Posted: 21 Mayıs 2014 Çarşamba by bülent usta in
0
İçten içe yanıyor maden ocağı, Türkiye gibi... Çıkar ve
iktidar hesapları yüzünden sadece madenler değil, Türkiye de yangın yeri,
görünmez alevler yükseliyor her yerden. Bizim sokağın en yaşlı kedisi Prenses’le
apartmanın çatısına çıkınca böyle şeyler görüyorum. Yaşananları başka türlü görmemde
kedilerin bir etkisi olduğu kesin, özellikle Prenses’in. Bilge Karasu da
kedilerle yazdı hep, kedilerdi gerçekte yazan. Soma’ya gittiğimi hayal eder
etmez kendimi orada buldum mesela, Prenses de ihtiyar bir kadın olarak karşıma
çıktı, bakışlarından tanıdım. Beni görür görmez, “Herkesin bildiği sır olmaz
sanma” dedi.

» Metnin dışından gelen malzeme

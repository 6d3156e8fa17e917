//! Dense cell storage shared by the terrain grid and the play surface.

use portal_grid_core::{Cell, Direction, Position, WorldSize};

#[derive(Clone, Debug, PartialEq, Eq)]
pub(crate) struct Grid {
    width: u32,
    height: u32,
    cells: Vec<Cell>,
}

impl Grid {
    /// Flattens a field whose dimensions were already validated against `size`.
    pub(crate) fn from_field(size: WorldSize, field: &[Vec<Cell>]) -> Self {
        Self {
            width: size.width,
            height: size.height,
            cells: field.iter().flatten().copied().collect(),
        }
    }

    pub(crate) fn size(&self) -> WorldSize {
        WorldSize {
            width: self.width,
            height: self.height,
        }
    }

    pub(crate) fn contains(&self, position: Position) -> bool {
        position.x() < self.width && position.y() < self.height
    }

    pub(crate) fn get(&self, position: Position) -> Option<Cell> {
        self.index(position)
            .and_then(|index| self.cells.get(index).copied())
    }

    /// Writes `cell` at `position`; out-of-bounds writes are ignored.
    pub(crate) fn set(&mut self, position: Position, cell: Cell) {
        if let Some(index) = self.index(position) {
            if let Some(slot) = self.cells.get_mut(index) {
                *slot = cell;
            }
        }
    }

    /// In-bounds neighbour of `position` in `direction`.
    pub(crate) fn neighbor(&self, position: Position, direction: Direction) -> Option<Position> {
        position
            .step(direction)
            .filter(|candidate| self.contains(*candidate))
    }

    pub(crate) fn rows(&self) -> impl Iterator<Item = &[Cell]> {
        let width = usize::try_from(self.width).unwrap_or(usize::MAX).max(1);
        self.cells.chunks(width)
    }

    fn index(&self, position: Position) -> Option<usize> {
        if self.contains(position) {
            let row = usize::try_from(position.y()).ok()?;
            let column = usize::try_from(position.x()).ok()?;
            let width = usize::try_from(self.width).ok()?;
            Some(row * width + column)
        } else {
            None
        }
    }
}
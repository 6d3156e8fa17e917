//! Player stepping, portal traversal and the clear-field trap.

use portal_grid_core::{Cell, Direction, Event, Portals};
use tracing::debug;

use crate::World;

pub(crate) fn can_go(world: &World, direction: Direction) -> bool {
    if !world.player_is_in_the_world() {
        return false;
    }

    world
        .terrain
        .neighbor(world.player.position, direction)
        .and_then(|target| world.surface.get(target))
        .map_or(false, Cell::is_traversable)
}

pub(crate) fn go_to(world: &mut World, direction: Direction, out_events: &mut Vec<Event>) {
    if !can_go(world, direction) {
        return;
    }
    let from = world.player.position;
    let Some(mut destination) = world.terrain.neighbor(from, direction) else {
        return;
    };

    world.restore(from);

    // Entering one end of the pair exits through the other; a missing partner
    // leaves the player standing on the portal.
    match world.surface.get(destination) {
        Some(Cell::BluePortal) => destination = world.portals.orange.unwrap_or(destination),
        Some(Cell::OrangePortal) => destination = world.portals.blue.unwrap_or(destination),
        _ => {}
    }
    world.player.position = destination;

    if world.surface.get(destination) == Some(Cell::ClearField) {
        dissolve_portals(world, out_events);
    }

    world.paint_player();
    out_events.push(Event::PlayerMoved {
        from,
        to: destination,
    });
}

fn dissolve_portals(world: &mut World, out_events: &mut Vec<Event>) {
    let Portals { blue, orange } = world.portals;
    if blue.is_none() && orange.is_none() {
        return;
    }

    for position in [blue, orange].into_iter().flatten() {
        world.paint(position, Cell::None);
    }
    world.portals = Portals::default();
    debug!("clear field dissolved both portals");
    out_events.push(Event::PortalsDissolved);
}
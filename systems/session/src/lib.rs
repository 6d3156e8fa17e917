#![deny(
    unsafe_code,
    missing_docs,
    dead_code,
    unused_results,
    non_snake_case,
    unreachable_pub
)]

//! Play session that owns a Portal Grid world for its whole lifetime.
//!
//! A [`Game`] serializes caller commands and clock ticks against a single world
//! behind a lock, so no two mutations interleave. Every event produced while
//! the lock is held is forwarded, in order, to the receivers handed out by
//! [`Game::subscribe`]. Closing the game stops its clock and detaches all
//! subscribers.
//!
//! Subscriber queues are bounded. Once a queue holds [`TICK_EVENT_BACKLOG`]
//! events, per-tick notifications are skipped for it until it is drained;
//! every other notification is still queued. A subscriber whose queue fills up
//! completely is detached and observes a disconnected receiver.

use std::{
    fmt, io,
    sync::{
        atomic::{AtomicBool, Ordering},
        Arc, Mutex, MutexGuard, PoisonError,
    },
};

use crossbeam_channel::{Receiver, Sender, TrySendError};
use portal_grid_core::{
    Cell, Command, Direction, DirectionPrompt, Event, Level, Player, PortalColor, Portals,
    Position, Prop, WorldSize,
};
use portal_grid_system_clock::{self as clock, Clock};
use portal_grid_world::{self as world, query, ConstructionError, World};
use thiserror::Error;
use tracing::{debug, info, warn};

/// Capacity of every subscriber queue.
pub const SUBSCRIBER_QUEUE_DEPTH: usize = 256;

/// Queue length from which per-tick notifications are no longer queued.
pub const TICK_EVENT_BACKLOG: usize = SUBSCRIBER_QUEUE_DEPTH / 2;

/// Source of ticks for a session.
#[derive(Clone, Copy, Debug, PartialEq, Eq)]
pub enum ClockMode {
    /// A dedicated thread ticks the world at the configured cadence.
    FreeRunning(clock::Config),
    /// Ticks are applied only through [`Game::advance`].
    Manual,
}

/// Configuration parameters required to start a session.
#[derive(Clone, Copy, Debug, PartialEq, Eq)]
pub struct Config {
    clock: ClockMode,
}

impl Config {
    /// Creates a configuration using the provided tick source.
    #[must_use]
    pub const fn new(clock: ClockMode) -> Self {
        Self { clock }
    }

    /// Configuration for sessions driven exclusively by [`Game::advance`].
    #[must_use]
    pub const fn manual() -> Self {
        Self::new(ClockMode::Manual)
    }

    /// Tick source of the session.
    #[must_use]
    pub const fn clock(&self) -> ClockMode {
        self.clock
    }
}

impl Default for Config {
    fn default() -> Self {
        Self::new(ClockMode::FreeRunning(clock::Config::default()))
    }
}

/// Failures that prevent a session from starting.
#[derive(Debug, Error)]
pub enum StartError {
    /// The level violates world integrity rules.
    #[error(transparent)]
    Construction(#[from] ConstructionError),
    /// The clock thread could not be spawned.
    #[error("failed to spawn the clock thread")]
    Clock(#[source] io::Error),
}

/// Running play session.
#[derive(Debug)]
pub struct Game {
    shared: Arc<Shared>,
    clock: Mutex<Option<Clock>>,
}

impl Game {
    /// Builds the world from `level` and starts its tick source.
    pub fn start(level: Level, config: Config) -> Result<Self, StartError> {
        let world = World::new(level)?;
        let shared = Arc::new(Shared {
            world: Mutex::new(world),
            subscribers: Mutex::new(Vec::new()),
            closed: AtomicBool::new(false),
        });

        let clock = match config.clock() {
            ClockMode::FreeRunning(clock_config) => {
                let ticking = Arc::clone(&shared);
                let clock = Clock::spawn(clock_config, move |_| {
                    let _ = ticking.apply(&[Command::Tick]);
                })
                .map_err(StartError::Clock)?;
                Some(clock)
            }
            ClockMode::Manual => None,
        };
        info!(clock = ?config.clock(), "game started");

        Ok(Self {
            shared,
            clock: Mutex::new(clock),
        })
    }

    /// Registers a new observer of every event raised from now on.
    ///
    /// The receiver disconnects once the game is closed, or once it falls
    /// [`SUBSCRIBER_QUEUE_DEPTH`] events behind.
    #[must_use]
    pub fn subscribe(&self) -> Receiver<Event> {
        let (tx, rx) = crossbeam_channel::bounded(SUBSCRIBER_QUEUE_DEPTH);
        let mut subscribers = lock(&self.shared.subscribers);
        if !self.shared.closed.load(Ordering::SeqCst) {
            subscribers.push(tx);
        }
        rx
    }

    /// Stops the clock and detaches every subscriber. Safe to call repeatedly.
    pub fn close(&self) {
        if self.shared.closed.swap(true, Ordering::SeqCst) {
            return;
        }
        if let Some(mut clock) = lock(&self.clock).take() {
            clock.stop();
        }
        lock(&self.shared.subscribers).clear();
        info!(tick = self.tick(), "game closed");
    }

    /// Reports whether [`Game::close`] has been called.
    #[must_use]
    pub fn is_closed(&self) -> bool {
        self.shared.closed.load(Ordering::SeqCst)
    }

    /// Applies `ticks` ticks synchronously and returns the events they raised.
    pub fn advance(&self, ticks: u64) -> Vec<Event> {
        let mut events = Vec::new();
        for _ in 0..ticks {
            events.extend(self.shared.apply(&[Command::Tick]));
        }
        events
    }

    /// Moves the player one cell; returns whether the player actually moved.
    pub fn go_to(&self, direction: Direction) -> bool {
        self.shared
            .apply(&[Command::Move { direction }])
            .iter()
            .any(|event| matches!(event, Event::PlayerMoved { .. }))
    }

    /// Fires the portal selected by the waiting-for-direction flags.
    pub fn shoot_portal(&self, direction: Direction) {
        let _ = self.shared.apply(&[Command::ShootPortal { direction }]);
    }

    /// Arms the flag for `color` and fires in `direction` as one operation.
    pub fn fire_portal(&self, color: PortalColor, direction: Direction) {
        let prompt = match color {
            PortalColor::Blue => DirectionPrompt::BluePortal,
            PortalColor::Orange => DirectionPrompt::OrangePortal,
        };
        let _ = self.shared.apply(&[
            Command::SetDirectionPrompt {
                prompt,
                waiting: true,
            },
            Command::ShootPortal { direction },
        ]);
    }

    /// Uses every usable neighbour of the player.
    pub fn toggle_use(&self) {
        let _ = self.shared.apply(&[Command::ToggleUse]);
    }

    /// Puts the held cube down on the neighbour in `direction`.
    pub fn drop_cube(&self, direction: Direction) {
        let _ = self.shared.apply(&[Command::Drop { direction }]);
    }

    /// Marks whether the next direction fires the blue portal.
    pub fn set_waiting_for_blue_portal_direction(&self, waiting: bool) {
        self.set_prompt(DirectionPrompt::BluePortal, waiting);
    }

    /// Marks whether the next direction fires the orange portal.
    pub fn set_waiting_for_orange_portal_direction(&self, waiting: bool) {
        self.set_prompt(DirectionPrompt::OrangePortal, waiting);
    }

    /// Marks whether the next direction drops the held cube.
    pub fn set_waiting_for_drop_direction(&self, waiting: bool) {
        self.set_prompt(DirectionPrompt::Drop, waiting);
    }

    /// Whether the next direction fires the blue portal.
    #[must_use]
    pub fn waiting_for_blue_portal_direction(&self) -> bool {
        self.shared
            .read(|world| query::is_waiting_for(world, DirectionPrompt::BluePortal))
    }

    /// Whether the next direction fires the orange portal.
    #[must_use]
    pub fn waiting_for_orange_portal_direction(&self) -> bool {
        self.shared
            .read(|world| query::is_waiting_for(world, DirectionPrompt::OrangePortal))
    }

    /// Whether the next direction drops the held cube.
    #[must_use]
    pub fn waiting_for_drop_direction(&self) -> bool {
        self.shared
            .read(|world| query::is_waiting_for(world, DirectionPrompt::Drop))
    }

    fn set_prompt(&self, prompt: DirectionPrompt, waiting: bool) {
        let _ = self
            .shared
            .apply(&[Command::SetDirectionPrompt { prompt, waiting }]);
    }

    /// Reports whether the player stands on a cell of the field.
    #[must_use]
    pub fn player_is_in_the_world(&self) -> bool {
        self.shared.read(query::player_is_in_the_world)
    }

    /// Reports whether portal slots agree with the terrain.
    #[must_use]
    pub fn are_portals_real(&self) -> bool {
        self.shared.read(query::are_portals_real)
    }

    /// Remaining player health.
    #[must_use]
    pub fn health(&self) -> i32 {
        self.shared.read(query::health)
    }

    /// Snapshot of the player.
    #[must_use]
    pub fn player(&self) -> Player {
        self.shared.read(|world| query::player(world).clone())
    }

    /// Placed portals.
    #[must_use]
    pub fn portals(&self) -> Portals {
        self.shared.read(query::portals)
    }

    /// Snapshot of every prop.
    #[must_use]
    pub fn props(&self) -> Vec<Prop> {
        self.shared.read(|world| query::props(world).to_vec())
    }

    /// Number of ticks processed so far.
    #[must_use]
    pub fn tick(&self) -> u64 {
        self.shared.read(query::tick)
    }

    /// Dimensions of the field.
    #[must_use]
    pub fn size(&self) -> WorldSize {
        self.shared.read(query::size)
    }

    /// Neighbouring cells the use action would affect.
    #[must_use]
    pub fn usable_prop_positions(&self) -> Vec<Position> {
        self.shared.read(query::usable_prop_positions)
    }

    /// Neighbouring cells a held cube could be dropped on.
    #[must_use]
    pub fn droppable_positions(&self) -> Vec<Position> {
        self.shared.read(query::droppable_positions)
    }

    /// Cell shown on the play surface at `position`.
    #[must_use]
    pub fn cell_at(&self, position: Position) -> Option<Cell> {
        self.shared.read(|world| query::cell_at(world, position))
    }

    /// Terrain cell at `position`.
    #[must_use]
    pub fn terrain_at(&self, position: Position) -> Option<Cell> {
        self.shared.read(|world| query::terrain_at(world, position))
    }

    /// Reports whether the player reached the goal cell.
    #[must_use]
    pub fn player_on_goal(&self) -> bool {
        self.shared.read(query::player_on_goal)
    }

    /// Textual dump of the play surface.
    #[must_use]
    pub fn render(&self) -> String {
        self.shared.read(query::render)
    }
}

impl fmt::Display for Game {
    fn fmt(&self, f: &mut fmt::Formatter<'_>) -> fmt::Result {
        f.write_str(&self.render())
    }
}

impl Drop for Game {
    fn drop(&mut self) {
        self.close();
    }
}

#[derive(Debug)]
struct Shared {
    world: Mutex<World>,
    subscribers: Mutex<Vec<Sender<Event>>>,
    closed: AtomicBool,
}

impl Shared {
    /// Applies `commands` under one lock acquisition and publishes their events
    /// before releasing it.
    fn apply(&self, commands: &[Command]) -> Vec<Event> {
        let mut world = lock(&self.world);
        let mut events = Vec::new();
        for command in commands {
            world::apply(&mut world, *command, &mut events);
        }
        self.publish(&events);
        events
    }

    fn publish(&self, events: &[Event]) {
        if events.is_empty() {
            return;
        }
        let mut subscribers = lock(&self.subscribers);
        let before = subscribers.len();
        subscribers.retain(|subscriber| deliver(subscriber, events));
        if subscribers.len() != before {
            debug!(
                dropped = before - subscribers.len(),
                "detached subscribers"
            );
        }
    }

    fn read<R>(&self, f: impl FnOnce(&World) -> R) -> R {
        f(&lock(&self.world))
    }
}

/// Queues `events` for one subscriber; returns `false` once it must be
/// detached.
fn deliver(subscriber: &Sender<Event>, events: &[Event]) -> bool {
    for event in events {
        if repeats_every_tick(event) && subscriber.len() >= TICK_EVENT_BACKLOG {
            continue;
        }
        match subscriber.try_send(*event) {
            Ok(()) => {}
            Err(TrySendError::Full(_)) => {
                warn!(?event, "subscriber queue is full, detaching it");
                return false;
            }
            Err(TrySendError::Disconnected(_)) => return false,
        }
    }
    true
}

/// Notifications that the next tick raises again, so skipping one loses
/// nothing a lagging subscriber could act on.
fn repeats_every_tick(event: &Event) -> bool {
    matches!(event, Event::TimeAdvanced { .. } | Event::PlayerDied)
}

fn lock<T>(mutex: &Mutex<T>) -> MutexGuard<'_, T> {
    mutex.lock().unwrap_or_else(PoisonError::into_inner)
}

Herkesin bildiği nasıl sır olabilir ki?
“Bak” dedi, “soruyorlar madencilere, herkes katliamın
gelişini görmüş, hissetmiş, çıkan sıcak kömüre dokunmuşlar avuç avuç, hemen
yanlarındaymış yangın, ama sır gibi saklamışlar kendilerinden bile.” Herkesin
bildiği sırlarla doluymuş içimiz, bilip de söylemiyormuş kimse. Eğitimde,
sağlıkta, ekonomide, sokaklarda ve her yerde içten içe yanıyormuşuz, içimizden
yanıyormuşuz, içimiz yanıyormuş, ama söylemiyormuş kimse, söyleyenleri de
duymazlıktan geliyormuşlar. Büyü diyor buna ihtiyar kadın, kara büyü yapılmış
insanlara, askeri darbelerle boşuna kafalarına kafalarına vurulmamış, boşuna komünist
avına çıkılmamış memlekette. Kara büyü, neoliberalizmin İslamcı siyasetle
yerelleştirilmesiymiş, yeni iktidarın yeni sermayesiymiş muhafazakârlık
elbisesi giydirilen, içi başka, dışı başkaymış. Kaçınılmazmış bu yangın, ne
kadar artarsa siyasetsizlik o kadar artarmış dini ve milli hezeyanlar, kimlikleri
varoluşları kundaklayarak büyüyormuş yangın…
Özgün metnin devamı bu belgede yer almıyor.